Peinture, Mère de la Yougoslavie.

Sous le règne de la Maison de Karađorđević, le royaume obtint une reconnaissance internationale le 13 juillet 1922, lors de la Conférence des ambassadeurs à Paris, et fut rebaptisé Royaume de Yougoslavie le 3 octobre 1929. Le roi Pierre Ier fut le premier souverain du pays. À la mort de son père en 1921, le roi Alexandre Ier dirigea le pays pendant une longue période de crise politique qui culmina avec la dictature du 6 janvier et, finalement, son assassinat en 1934. Le prince Paul dirigea l'État en tant que prince régent jusqu'à ce que le fils d'Alexandre, Pierre II, soit déclaré majeur, ce qui survint après le coup d'État yougoslave en mars 1941. Alexandre Ier fut le plus long règne des trois monarques yougoslaves.

Panzer IV allemand de la 11e division blindée avançant en Yougoslavie depuis la Bulgarie au sein de la 12e  armée en avril 1941. (Bundesarchiv_Bild_101I-770-0280-20)

Le royaume fut envahi et occupé par les puissances de l'Axe en avril 1941, marquant le début de la Seconde Guerre mondiale en Yougoslavie. Avec le soutien des Alliés, la résistance partisane menée par les communistes proclama la Yougoslavie fédérale démocratique en novembre 1943. En 1944, le roi Pierre II, alors en exil, reconnut le Conseil antifasciste pour la libération nationale de la Yougoslavie comme gouvernement légitime. En novembre 1945, après la fin de la guerre, le conseil de régence nommé par le roi convoqua des élections parlementaires qui établirent l'Assemblée constituante de Yougoslavie. L'Assemblée constituante proclama la Yougoslavie, république fédérale le 29 novembre 1945, abolissant ainsi le régime monarchique. Ceci marqua le début d'un règne incontesté du parti communiste sur le pays qui dura quatre décennies. La République populaire fédérale de Yougoslavie, nouvellement proclamée, acquit les territoires d'Istrie, de Rijeka et de Zadar de l'Italie.

Le chef des partisans Josip Broz Tito a dirigé le pays de 1944 jusqu'à sa mort en 1980, d'abord comme Premier ministre, puis comme président. En 1963, le pays a été rebaptisé pour la dernière fois République fédérative socialiste de Yougoslavie (RFSY).
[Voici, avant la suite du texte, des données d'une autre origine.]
//! Reflection errors

use reflector_core::{ChannelError, CoreError, Descriptor};
use thiserror::Error;

/// Errors returned by reflection operations
#[derive(Debug, Clone, Error, PartialEq)]
pub enum ReflectError {
    /// The node is not bound to a value, or the bound reference is nil
    #[error("value reference is nil")]
    NilReference,

    /// The bound value is not addressable
    #[error("value cannot be set")]
    CannotSet,

    /// Access through an unexported field
    #[error("the field is unexported")]
    Unexported,

    /// Index outside of the current length
    #[error("index out of range [{index}] with length {len}")]
    IndexOutOfRange {
        /// Requested index
        index: usize,
        /// Current length
        len: usize,
    },

    /// Slice expression outside of the current length
    #[error("slice bounds out of range [{low}:{high}] with length {len}")]
    SliceBounds {
        /// Low bound
        low: usize,
        /// High bound
        high: usize,
        /// Current length
        len: usize,
    },

    /// Numeric value does not fit the bit width
    #[error("value is too large")]
    Overflow,

    /// Value of the wrong type for the operation
    #[error("type is not valid: expected {expected} but got {actual}")]
    InvalidType {
        /// Expected type
        expected: String,
        /// Actual type
        actual: String,
    },

    /// Wrong number of arguments
    #[error("invalid parameter count, expected {expected} but got {actual}")]
    InvalidParameterCount {
        /// Declared parameter count
        expected: usize,
        /// Supplied argument count
        actual: usize,
    },

    /// Argument not assignable to its parameter
    #[error("expected {expected} but got {actual} at index {index}")]
    ArgumentMismatch {
        /// Parameter type
        expected: String,
        /// Argument type
        actual: String,
        /// Argument position
        index: usize,
    },

    /// No conversion between the two types
    #[error("cannot convert {from} to {to}")]
    NotConvertible {
        /// Source type
        from: String,
        /// Target type
        to: String,
    },

    /// Non-blocking channel operation found no partner or no space
    #[error("value could not be sent/received")]
    NotReady,

    /// Channel closed (and drained, for receives)
    #[error("channel is closed")]
    ChannelClosed,

    /// Channel direction forbids the operation
    #[error("channel direction does not allow {operation}")]
    InvalidDirection {
        /// `send` or `receive`
        operation: &'static str,
    },

    /// The node cannot produce new instances
    #[error("{name} cannot be instantiated")]
    NotInstantiable {
        /// Type name
        name: String,
    },

    /// Other substrate failure
    #[error(transparent)]
    Core(CoreError),
}

impl ReflectError {
    /// `InvalidType` for a pair of descriptors
    pub fn invalid_type(expected: &Descriptor, actual: &Descriptor) -> Self {
        ReflectError::InvalidType {
            expected: expected.name(),
            actual: actual.name(),
        }
    }
}

impl From<CoreError> for ReflectError {
    fn from(err: CoreError) -> Self {
        match err {
            CoreError::NotAssignable { from, to } => ReflectError::InvalidType {
                expected: to,
                actual: from,
            },
            CoreError::NotConvertible { from, to } => ReflectError::NotConvertible { from, to },
            CoreError::NilPointer => ReflectError::NilReference,
            CoreError::IndexOutOfRange { index, len } => {
                ReflectError::IndexOutOfRange { index, len }
            }
            CoreError::NotAddressable => ReflectError::CannotSet,
            CoreError::ReadOnly => ReflectError::Unexported,
            other => ReflectError::Core(other),
        }
    }
}

impl From<ChannelError> for ReflectError {
    fn from(err: ChannelError) -> Self {
        match err {
            ChannelError::Closed => ReflectError::ChannelClosed,
            ChannelError::WouldBlock => ReflectError::NotReady,
        }
    }
}

/// Result type for reflection operations
pub type Result<T> = std::result::Result<T, ReflectError>;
Les six républiques constituant la RFSY étaient les républiques socialistes de Bosnie-Herzégovine, de Croatie, de Macédoine, du Monténégro, de Serbie et de Slovénie. La Serbie comprenait deux provinces autonomes socialistes, le Kosovo et la Voïvodine. Après l'adoption de la Constitution yougoslave de 1974, ces provinces étaient largement sur un pied d'égalité avec les autres membres de la fédération.

Le maréchal Josip Broz Tito a été nommé président à vie le 7 avril 1963. À la tête du gouvernement yougoslave se trouvaient le président (Tito), le Premier ministre fédéral et le Parlement fédéral (une présidence collégiale a été formée après la mort de Tito en 1980).

1980-1992

Après la mort de Tito, le 4 mai 1980, les tensions ethniques s'intensifièrent en Yougoslavie. Une crise économique et politique éclata, entraînant la montée du nationalisme et des conflits ethniques. Le système décisionnel fut paralysé, d'autant plus désespéré que les conflits d'intérêts devenaient irréconciliables. Cela conduisit à l'éclatement de la Yougoslavie le long des frontières de ses républiques, lors des révolutions de 1989. La division en cinq pays distincts déclencha les guerres yougoslaves.
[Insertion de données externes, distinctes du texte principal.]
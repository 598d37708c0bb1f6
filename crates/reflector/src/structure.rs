//! Struct variant

use reflector_core::{Descriptor, Handle, Kind, Shape};
use rustc_hash::FxHashSet;

use crate::field::Field;
use crate::interface::Interface;
use crate::method::{lookup, Method};
use crate::ty::{Node, Reflected, Type};

/// `struct { ... }`
///
/// Fields are computed per access, in declaration order. Methods are taken
/// from the pointer method set when the struct was reached through a
/// [`crate::Pointer`], and from the value method set otherwise.
/// [`Struct::method_by_name`] can still reach pointer-receiver methods on a
/// struct held by value.
#[derive(Debug, Clone)]
pub struct Struct {
    node: Node,
}

impl Struct {
    pub(crate) fn new(node: Node) -> Self {
        Self { node }
    }

    /// Number of declared fields
    pub fn num_field(&self) -> usize {
        self.node.descriptor.fields().map_or(0, <[_]>::len)
    }

    /// Every field, in declaration order
    pub fn fields(&self) -> Vec<Field> {
        (0..self.num_field())
            .filter_map(|index| self.field(index))
            .collect()
    }

    /// Field `index`
    pub fn field(&self, index: usize) -> Option<Field> {
        let decl = self.node.descriptor.fields()?.get(index)?.clone();
        Some(Field::new(self.clone(), index, decl))
    }

    /// First field called `name`
    pub fn field_by_name(&self, name: &str) -> Option<Field> {
        let index = self
            .node
            .descriptor
            .fields()?
            .iter()
            .position(|field| field.name == name)?;
        self.field(index)
    }

    /// Methods visible from how this struct was reached, sorted by name
    pub fn methods(&self) -> Vec<Method> {
        let (receiver_ty, receiver) = self.receiver();
        receiver_ty
            .method_set()
            .into_iter()
            .map(|entry| {
                Method::new(
                    entry,
                    receiver_ty.clone(),
                    receiver.clone(),
                    Type::Struct(self.clone()),
                )
            })
            .collect()
    }

    /// Number of visible methods
    pub fn num_method(&self) -> usize {
        self.receiver().0.method_set().len()
    }

    /// Method called `name`
    ///
    /// On a struct reached by value this also finds pointer-receiver
    /// methods; they run against the struct's address when it is
    /// addressable and against a copy otherwise.
    pub fn method_by_name(&self, name: &str) -> Option<Method> {
        let (receiver_ty, receiver) = self.receiver();
        let entry = lookup(&receiver_ty, name)?;
        Some(Method::new(
            entry,
            receiver_ty,
            receiver,
            Type::Struct(self.clone()),
        ))
    }

    /// Whether the visible method set satisfies `iface`
    pub fn implements(&self, iface: &Interface) -> bool {
        self.receiver().0.implements(iface.descriptor())
    }

    /// Whether `candidate` is embedded here, directly or through embedded
    /// structs and embedded pointers
    pub fn embeds(&self, candidate: &Type) -> bool {
        let root = &self.node.descriptor;
        let mut visited = FxHashSet::default();
        visited.insert(visit_key(root));
        embeds_in(root, candidate.descriptor(), &mut visited)
    }

    /// Receiver type and handle methods are resolved against
    fn receiver(&self) -> (Descriptor, Option<Handle>) {
        match self.parent() {
            Some(Type::Pointer(pointer)) => {
                (pointer.descriptor().clone(), pointer.handle().cloned())
            }
            _ => (self.node.descriptor.clone(), self.node.handle.clone()),
        }
    }
}

fn embeds_in(ty: &Descriptor, candidate: &Descriptor, visited: &mut FxHashSet<String>) -> bool {
    let Some(fields) = ty.fields() else {
        return false;
    };
    for field in fields.iter().filter(|field| field.embedded) {
        let target = match field.ty.shape() {
            Some(Shape::Pointer(elem)) if !field.ty.is_named() => elem.clone(),
            _ => field.ty.clone(),
        };
        if field.ty == *candidate || target == *candidate {
            return true;
        }
        if target.kind() == Kind::Struct
            && visited.insert(visit_key(&target))
            && embeds_in(&target, candidate, visited)
        {
            return true;
        }
    }
    false
}

fn visit_key(ty: &Descriptor) -> String {
    format!("{}.{}", ty.pkg_path(), ty.name())
}

impl Reflected for Struct {
    fn node(&self) -> &Node {
        &self.node
    }
}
Après la mort de Tito, le dirigeant communiste serbe Slobodan Milošević a commencé à gravir les échelons du pouvoir serbe. En janvier 1990, le 14e Congrès extraordinaire de la Ligue des communistes de Yougoslavie a été convoqué. Les délégations serbe et slovène ont débattu de l'avenir de la Ligue et de la Yougoslavie. La délégation serbe, menée par Milošević, a insisté sur le principe « une personne, une voix » qui donnerait plus de pouvoir à la population majoritaire, les Serbes. De son côté, la délégation slovène, soutenue par les Croates, a cherché à réformer la Yougoslavie en déléguant davantage de pouvoirs aux républiques, mais sa proposition a été rejetée. En conséquence, les délégations slovène et croate ont quitté le Congrès et le Parti communiste yougoslave a été dissous.
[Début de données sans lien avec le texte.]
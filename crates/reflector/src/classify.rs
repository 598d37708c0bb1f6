//! Classification dispatcher
//!
//! Maps a descriptor (and optionally a bound handle) onto exactly one
//! [`Type`] variant. Named types outside the builtin table whose underlying
//! kind is neither struct nor interface become [`Custom`], wrapping the
//! classification of their underlying type.

use std::sync::Arc;

use reflector_core::{Descriptor, Handle, Kind, Reflect, Value};
use tracing::trace;

use crate::builtin::is_builtin;
use crate::ty::{Node, Type};
use crate::{
    Array, Boolean, Chan, Complex, Custom, Float, Function, Interface, Map, Pointer,
    SignedInteger, Slice, StringType, Struct, UnsignedInteger,
};

/// Type-only classification of a Rust type's counterpart
pub fn type_of<T: Reflect>() -> Option<Type> {
    classify(&T::descriptor(), None, None)
}

/// Type-only classification of a descriptor
pub fn type_of_descriptor(descriptor: &Descriptor) -> Option<Type> {
    classify(descriptor, None, None)
}

/// Classification bound to a private copy of `value`
///
/// The copy is not addressable; reach settable nodes through a pointer
/// (`Pointer::elem`) or through [`type_of_handle`].
pub fn type_of_value(value: Value) -> Option<Type> {
    let descriptor = value.ty().clone();
    classify(&descriptor, Some(Handle::detached(value)), None)
}

/// Classification bound to an existing storage handle
pub fn type_of_handle(handle: Handle) -> Option<Type> {
    let descriptor = handle.ty();
    classify(&descriptor, Some(handle), None)
}

/// Classification bound to a Rust value converted into the dynamic model
pub fn value_of<T: Reflect>(value: T) -> Option<Type> {
    type_of_value(value.into_value())
}

/// Classify `descriptor`, binding `handle` and linking `parent`
///
/// Returns `None` for `uintptr`, `unsafe.Pointer`, the untyped nil and
/// undefined named types.
pub(crate) fn classify(
    descriptor: &Descriptor,
    handle: Option<Handle>,
    parent: Option<Arc<Type>>,
) -> Option<Type> {
    let kind = descriptor.kind();
    let bound = handle.is_some();
    let node = Node::new(descriptor.clone(), handle, parent);

    let ty = if is_custom(descriptor, kind) {
        let underlying = Node::new(descriptor.underlying(), node.handle.clone(), None);
        let underlying = classify_shape(underlying)?;
        Type::Custom(Custom::new(node, underlying))
    } else {
        classify_shape(node)?
    };

    trace!(ty = %descriptor, %kind, bound, "classified");
    Some(ty)
}

fn is_custom(descriptor: &Descriptor, kind: Kind) -> bool {
    descriptor.is_named()
        && !is_builtin(descriptor)
        && !matches!(kind, Kind::Struct | Kind::Interface)
}

fn classify_shape(node: Node) -> Option<Type> {
    let ty = match node.descriptor.kind() {
        Kind::Bool => Type::Boolean(Boolean::new(node)),
        Kind::String => Type::String(StringType::new(node)),
        Kind::Uintptr | Kind::UnsafePointer | Kind::UntypedNil | Kind::Invalid => return None,
        k if k.is_signed() => Type::SignedInteger(SignedInteger::new(node)),
        k if k.is_unsigned() => Type::UnsignedInteger(UnsignedInteger::new(node)),
        k if k.is_float() => Type::Float(Float::new(node)),
        k if k.is_complex() => Type::Complex(Complex::new(node)),
        Kind::Pointer => Type::Pointer(Pointer::new(node)),
        Kind::Struct => Type::Struct(Struct::new(node)),
        Kind::Interface => Type::Interface(Interface::new(node)),
        Kind::Array => Type::Array(Array::new(node)),
        Kind::Slice => Type::Slice(Slice::new(node)),
        Kind::Map => Type::Map(Map::new(node)),
        Kind::Chan => Type::Chan(Chan::new(node)),
        Kind::Func => Type::Function(Function::new(node)),
        _ => return None,
    };
    Some(ty)
}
La crise constitutionnelle qui s'ensuivit inévitablement provoqua une montée du nationalisme dans toutes les républiques : la Slovénie et la Croatie exprimèrent leurs revendications pour un relâchement des liens au sein de la fédération. Après la chute du communisme en Europe de l'Est, chacune de ces républiques organisa des élections multipartites en 1990. La Slovénie et la Croatie organisèrent ces élections en avril, leurs partis communistes ayant choisi de céder le pouvoir pacifiquement. D'autres républiques yougoslaves, notamment la Serbie, étaient plus ou moins insatisfaites de la démocratisation de deux d'entre elles et proposèrent des sanctions différentes (par exemple, une « taxe douanière » serbe sur les produits slovènes) à leur encontre. Cependant, au fil de l'année, les partis communistes des autres républiques comprirent l'inéluctabilité du processus de démocratisation. [Citation nécessaire]. En décembre, dernier membre de la fédération, la Serbie organisa des élections parlementaires confirmant le pouvoir des anciens communistes.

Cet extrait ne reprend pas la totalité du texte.